◆ Work order:
Below are some records. Print all of them exactly as they appear.

[Saved data entries]
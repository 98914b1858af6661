use std::ops::Add;
use std::str::FromStr;
use thiserror::Error;

#[derive(Debug, Clone, PartialEq, Eq, Error)]
#[error("invalid timecode {0:?}: expected mm:ss.fff or hh:mm:ss.fff")]
pub struct TimecodeParseError(pub String);

/// A subtitle timestamp with millisecond precision.
///
/// Stored as total milliseconds; the component accessors derive hours,
/// minutes, seconds and milliseconds on demand, so a timecode is always
/// normalized.
#[derive(Debug, Clone, Copy, Default, PartialEq, Eq, PartialOrd, Ord, Hash)]
pub struct Timecode {
    millis: u64,
}

impl Timecode {
    pub fn from_millis(millis: u64) -> Self {
        Timecode { millis }
    }

    pub fn total_millis(&self) -> u64 {
        self.millis
    }

    /// Hours are unbounded; everything below rolls over.
    pub fn hours(&self) -> u64 {
        self.millis / 3_600_000
    }

    pub fn minutes(&self) -> u64 {
        self.millis / 60_000 % 60
    }

    pub fn seconds(&self) -> u64 {
        self.millis / 1000 % 60
    }

    pub fn subsec_millis(&self) -> u64 {
        self.millis % 1000
    }

    /// `self - other`, or `None` when the result would be negative.
    pub fn checked_sub(&self, other: Timecode) -> Option<Timecode> {
        self.millis
            .checked_sub(other.millis)
            .map(Timecode::from_millis)
    }

    /// Split into `count` equal parts, truncated to whole milliseconds.
    /// `None` when `count` is zero.
    pub fn div(&self, count: u64) -> Option<Timecode> {
        if count == 0 {
            None
        } else {
            Some(Timecode::from_millis(self.millis / count))
        }
    }

    /// Render as `mm:ss.fff`, or `hh:mm:ss.fff` when `show_hours` is set.
    /// Without hours the minute field carries the full count, so nothing is
    /// silently dropped for times past an hour.
    pub fn format(&self, show_hours: bool) -> String {
        if show_hours {
            format!(
                "{:02}:{:02}:{:02}.{:03}",
                self.hours(),
                self.minutes(),
                self.seconds(),
                self.subsec_millis()
            )
        } else {
            format!(
                "{:02}:{:02}.{:03}",
                self.millis / 60_000,
                self.seconds(),
                self.subsec_millis()
            )
        }
    }
}

impl Add for Timecode {
    type Output = Timecode;

    fn add(self, other: Timecode) -> Timecode {
        Timecode::from_millis(self.millis + other.millis)
    }
}

impl FromStr for Timecode {
    type Err = TimecodeParseError;

    /// Parse `hh:mm:ss.fff` or `mm:ss.fff`.
    ///
    /// Component parsing is lenient the way the source sheets are sloppy:
    /// each field takes its leading digits and anything else counts as zero.
    /// Only the overall `:` shape is enforced. The fraction is read as a
    /// plain millisecond count, not as a decimal fraction.
    fn from_str(s: &str) -> Result<Self, Self::Err> {
        let parts: Vec<&str> = s.split(':').collect();
        if parts.len() != 2 && parts.len() != 3 {
            return Err(TimecodeParseError(s.to_string()));
        }

        let (hours, minutes) = if parts.len() == 3 {
            (leading_number(parts[0]), leading_number(parts[1]))
        } else {
            (0, leading_number(parts[0]))
        };

        let (sec_token, ms_token) = match parts[parts.len() - 1].split_once('.') {
            Some((sec, ms)) => (sec, ms),
            None => (parts[parts.len() - 1], ""),
        };
        let seconds = leading_number(sec_token);
        let millis = leading_number(ms_token);

        // saturate rather than overflow on absurd component values
        Ok(Timecode::from_millis(
            hours
                .saturating_mul(3_600_000)
                .saturating_add(minutes.saturating_mul(60_000))
                .saturating_add(seconds.saturating_mul(1000))
                .saturating_add(millis),
        ))
    }
}

/// The leading decimal digits of `s` after whitespace, or zero.
fn leading_number(s: &str) -> u64 {
    let s = s.trim_start();
    let end = s
        .find(|c: char| !c.is_ascii_digit())
        .unwrap_or(s.len());
    s[..end].parse().unwrap_or(0)
}

#[cfg(test)]
mod tests {
    use super::*;

    fn parse(s: &str) -> Timecode {
        s.parse().unwrap()
    }

    #[test]
    fn test_parse_with_hours() {
        assert_eq!(parse("01:02:03.456").total_millis(), 3_723_456);
    }

    #[test]
    fn test_parse_without_hours() {
        assert_eq!(parse("02:03.456").total_millis(), 123_456);
    }

    #[test]
    fn test_parse_without_fraction() {
        assert_eq!(parse("1:30").total_millis(), 90_000);
    }

    #[test]
    fn test_fraction_is_a_millisecond_count() {
        // ".5" means 5 milliseconds, not half a second
        assert_eq!(parse("0:1.5").total_millis(), 1_005);
    }

    #[test]
    fn test_wrong_shape_is_rejected() {
        assert!("5".parse::<Timecode>().is_err());
        assert!("1:2:3:4".parse::<Timecode>().is_err());
        assert!("".parse::<Timecode>().is_err());
    }

    #[test]
    fn test_sloppy_fields_take_leading_digits() {
        assert_eq!(parse("12min:34.56x").total_millis(), 12 * 60_000 + 34_056);
        assert_eq!(parse(" 1: 2.3").total_millis(), 62_003);
        assert_eq!(parse("x:y.z").total_millis(), 0);
        assert_eq!(parse("5:").total_millis(), 300_000);
        assert_eq!(parse(":30").total_millis(), 30_000);
    }

    #[test]
    fn test_huge_components_saturate() {
        let max = u64::MAX.to_string();
        assert_eq!(
            parse(&format!("{}:00:00.0", max)).total_millis(),
            u64::MAX
        );
        assert_eq!(
            parse(&format!("{}:{}.{}", max, max, max)).total_millis(),
            u64::MAX
        );
    }

    #[test]
    fn test_components() {
        let tc = Timecode::from_millis(3_723_456);
        assert_eq!(tc.hours(), 1);
        assert_eq!(tc.minutes(), 2);
        assert_eq!(tc.seconds(), 3);
        assert_eq!(tc.subsec_millis(), 456);
    }

    #[test]
    fn test_hours_are_unbounded() {
        let tc = Timecode::from_millis(100 * 3_600_000);
        assert_eq!(tc.hours(), 100);
        assert_eq!(tc.format(true), "100:00:00.000");
    }

    #[test]
    fn test_format() {
        let tc = parse("01:02:03.456");
        assert_eq!(tc.format(true), "01:02:03.456");
        assert_eq!(tc.format(false), "62:03.456");
        assert_eq!(Timecode::from_millis(0).format(true), "00:00:00.000");
        assert_eq!(Timecode::from_millis(0).format(false), "00:00.000");
    }

    #[test]
    fn test_format_parse_round_trip() {
        let tc = Timecode::from_millis(5_400_000);
        assert_eq!(tc.format(false), "90:00.000");
        assert_eq!(parse(&tc.format(false)), tc);
        assert_eq!(parse(&tc.format(true)), tc);
    }

    #[test]
    fn test_add() {
        assert_eq!(
            parse("0:59.500") + parse("0:0.500"),
            Timecode::from_millis(60_000)
        );
    }

    #[test]
    fn test_checked_sub() {
        let a = parse("0:02.000");
        let b = parse("0:01.000");
        assert_eq!(a.checked_sub(b), Some(Timecode::from_millis(1_000)));
        assert_eq!(b.checked_sub(a), None);
    }

    #[test]
    fn test_div() {
        let tc = Timecode::from_millis(1_001);
        assert_eq!(tc.div(2), Some(Timecode::from_millis(500)));
        assert_eq!(tc.div(0), None);
    }

    #[test]
    fn test_ordering() {
        assert!(parse("0:01.000") < parse("0:02.000"));
        assert!(parse("1:00:00.000") > parse("59:59.999"));
    }
}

◆ Your solution:
repository 98914b1858af6661
use std::ops::Add;
use std::str::FromStr;
use thiserror::Error;

#[derive(Debug, Clone, PartialEq, Eq, Error)]
#[error("invalid timecode {0:?}: expected mm:ss.fff or hh:mm:ss.fff")]
pub struct TimecodeParseError(pub String);

/// A subtitle timestamp with millisecond precision.
///
/// Stored as total milliseconds; the component accessors derive hours,
/// minutes, seconds and milliseconds on demand, so a timecode is always
/// normalized.
#[derive(Debug, Clone, Copy, Default, PartialEq, Eq, PartialOrd, Ord, Hash)]
pub struct Timecode {
    millis: u64,
}

impl Timecode {
    pub fn from_millis(millis: u64) -> Self {
        Timecode { millis }
    }

    pub fn total_millis(&self) -> u64 {
        self.millis
    }

    /// Hours are unbounded; everything below rolls over.
    pub fn hours(&self) -> u64 {
        self.millis / 3_600_000
    }

    pub fn minutes(&self) -> u64 {
        self.millis / 60_000 % 60
    }

    pub fn seconds(&self) -> u64 {
        self.millis / 1000 % 60
    }

    pub fn subsec_millis(&self) -> u64 {
        self.millis % 1000
    }

    /// `self - other`, or `None` when the result would be negative.
    pub fn checked_sub(&self, other: Timecode) -> Option<Timecode> {
        self.millis
            .checked_sub(other.millis)
            .map(Timecode::from_millis)
    }

    /// Split into `count` equal parts, truncated to whole milliseconds.
    /// `None` when `count` is zero.
    pub fn div(&self, count: u64) -> Option<Timecode> {
        if count == 0 {
            None
        } else {
            Some(Timecode::from_millis(self.millis / count))
        }
    }

    /// Render as `mm:ss.fff`, or `hh:mm:ss.fff` when `show_hours` is set.
    /// Without hours the minute field carries the full count, so nothing is
    /// silently dropped for times past an hour.
    pub fn format(&self, show_hours: bool) -> String {
        if show_hours {
            format!(
                "{:02}:{:02}:{:02}.{:03}",
                self.hours(),
                self.minutes(),
                self.seconds(),
                self.subsec_millis()
            )
        } else {
            format!(
                "{:02}:{:02}.{:03}",
                self.millis / 60_000,
                self.seconds(),
                self.subsec_millis()
            )
        }
    }
}

impl Add for Timecode {
    type Output = Timecode;

    fn add(self, other: Timecode) -> Timecode {
        Timecode::from_millis(self.millis + other.millis)
    }
}

impl FromStr for Timecode {
    type Err = TimecodeParseError;

    /// Parse `hh:mm:ss.fff` or `mm:ss.fff`.
    ///
    /// Component parsing is lenient the way the source sheets are sloppy:
    /// each field takes its leading digits and anything else counts as zero.
    /// Only the overall `:` shape is enforced. The fraction is read as a
    /// plain millisecond count, not as a decimal fraction.
    fn from_str(s: &str) -> Result<Self, Self::Err> {
        let parts: Vec<&str> = s.split(':').collect();
        if parts.len() != 2 && parts.len() != 3 {
            return Err(TimecodeParseError(s.to_string()));
        }

        let (hours, minutes) = if parts.len() == 3 {
            (leading_number(parts[0]), leading_number(parts[1]))
        } else {
            (0, leading_number(parts[0]))
        };

        let (sec_token, ms_token) = match parts[parts.len() - 1].split_once('.') {
            Some((sec, ms)) => (sec, ms),
            None => (parts[parts.len() - 1], ""),
        };
        let seconds = leading_number(sec_token);
        let millis = leading_number(ms_token);

        // saturate rather than overflow on absurd component values
        Ok(Timecode::from_millis(
            hours
                .saturating_mul(3_600_000)
                .saturating_add(minutes.saturating_mul(60_000))
                .saturating_add(seconds.saturating_mul(1000))
                .saturating_add(millis),
        ))
    }
}

/// The leading decimal digits of `s` after whitespace, or zero.
fn leading_number(s: &str) -> u64 {
    let s = s.trim_start();
    let end = s
        .find(|c: char| !c.is_ascii_digit())
        .unwrap_or(s.len());
    s[..end].parse().unwrap_or(0)
}

#[cfg(test)]
mod tests {
    use super::*;

    fn parse(s: &str) -> Timecode {
        s.parse().unwrap()
    }

    #[test]
    fn test_parse_with_hours() {
        assert_eq!(parse("01:02:03.456").total_millis(), 3_723_456);
    }

    #[test]
    fn test_parse_without_hours() {
        assert_eq!(parse("02:03.456").total_millis(), 123_456);
    }

    #[test]
    fn test_parse_without_fraction() {
        assert_eq!(parse("1:30").total_millis(), 90_000);
    }

    #[test]
    fn test_fraction_is_a_millisecond_count() {
        // ".5" means 5 milliseconds, not half a second
        assert_eq!(parse("0:1.5").total_millis(), 1_005);
    }

    #[test]
    fn test_wrong_shape_is_rejected() {
        assert!("5".parse::<Timecode>().is_err());
        assert!("1:2:3:4".parse::<Timecode>().is_err());
        assert!("".parse::<Timecode>().is_err());
    }

    #[test]
    fn test_sloppy_fields_take_leading_digits() {
        assert_eq!(parse("12min:34.56x").total_millis(), 12 * 60_000 + 34_056);
        assert_eq!(parse(" 1: 2.3").total_millis(), 62_003);
        assert_eq!(parse("x:y.z").total_millis(), 0);
        assert_eq!(parse("5:").total_millis(), 300_000);
        assert_eq!(parse(":30").total_millis(), 30_000);
    }

    #[test]
    fn test_huge_components_saturate() {
        let max = u64::MAX.to_string();
        assert_eq!(
            parse(&format!("{}:00:00.0", max)).total_millis(),
            u64::MAX
        );
        assert_eq!(
            parse(&format!("{}:{}.{}", max, max, max)).total_millis(),
            u64::MAX
        );
    }

    #[test]
    fn test_components() {
        let tc = Timecode::from_millis(3_723_456);
        assert_eq!(tc.hours(), 1);
        assert_eq!(tc.minutes(), 2);
        assert_eq!(tc.seconds(), 3);
        assert_eq!(tc.subsec_millis(), 456);
    }

    #[test]
    fn test_hours_are_unbounded() {
        let tc = Timecode::from_millis(100 * 3_600_000);
        assert_eq!(tc.hours(), 100);
        assert_eq!(tc.format(true), "100:00:00.000");
    }

    #[test]
    fn test_format() {
        let tc = parse("01:02:03.456");
        assert_eq!(tc.format(true), "01:02:03.456");
        assert_eq!(tc.format(false), "62:03.456");
        assert_eq!(Timecode::from_millis(0).format(true), "00:00:00.000");
        assert_eq!(Timecode::from_millis(0).format(false), "00:00.000");
    }

    #[test]
    fn test_format_parse_round_trip() {
        let tc = Timecode::from_millis(5_400_000);
        assert_eq!(tc.format(false), "90:00.000");
        assert_eq!(parse(&tc.format(false)), tc);
        assert_eq!(parse(&tc.format(true)), tc);
    }

    #[test]
    fn test_add() {
        assert_eq!(
            parse("0:59.500") + parse("0:0.500"),
            Timecode::from_millis(60_000)
        );
    }

    #[test]
    fn test_checked_sub() {
        let a = parse("0:02.000");
        let b = parse("0:01.000");
        assert_eq!(a.checked_sub(b), Some(Timecode::from_millis(1_000)));
        assert_eq!(b.checked_sub(a), None);
    }

    #[test]
    fn test_div() {
        let tc = Timecode::from_millis(1_001);
        assert_eq!(tc.div(2), Some(Timecode::from_millis(500)));
        assert_eq!(tc.div(0), None);
    }

    #[test]
    fn test_ordering() {
        assert!(parse("0:01.000") < parse("0:02.000"));
        assert!(parse("1:00:00.000") > parse("59:59.999"));
    }
}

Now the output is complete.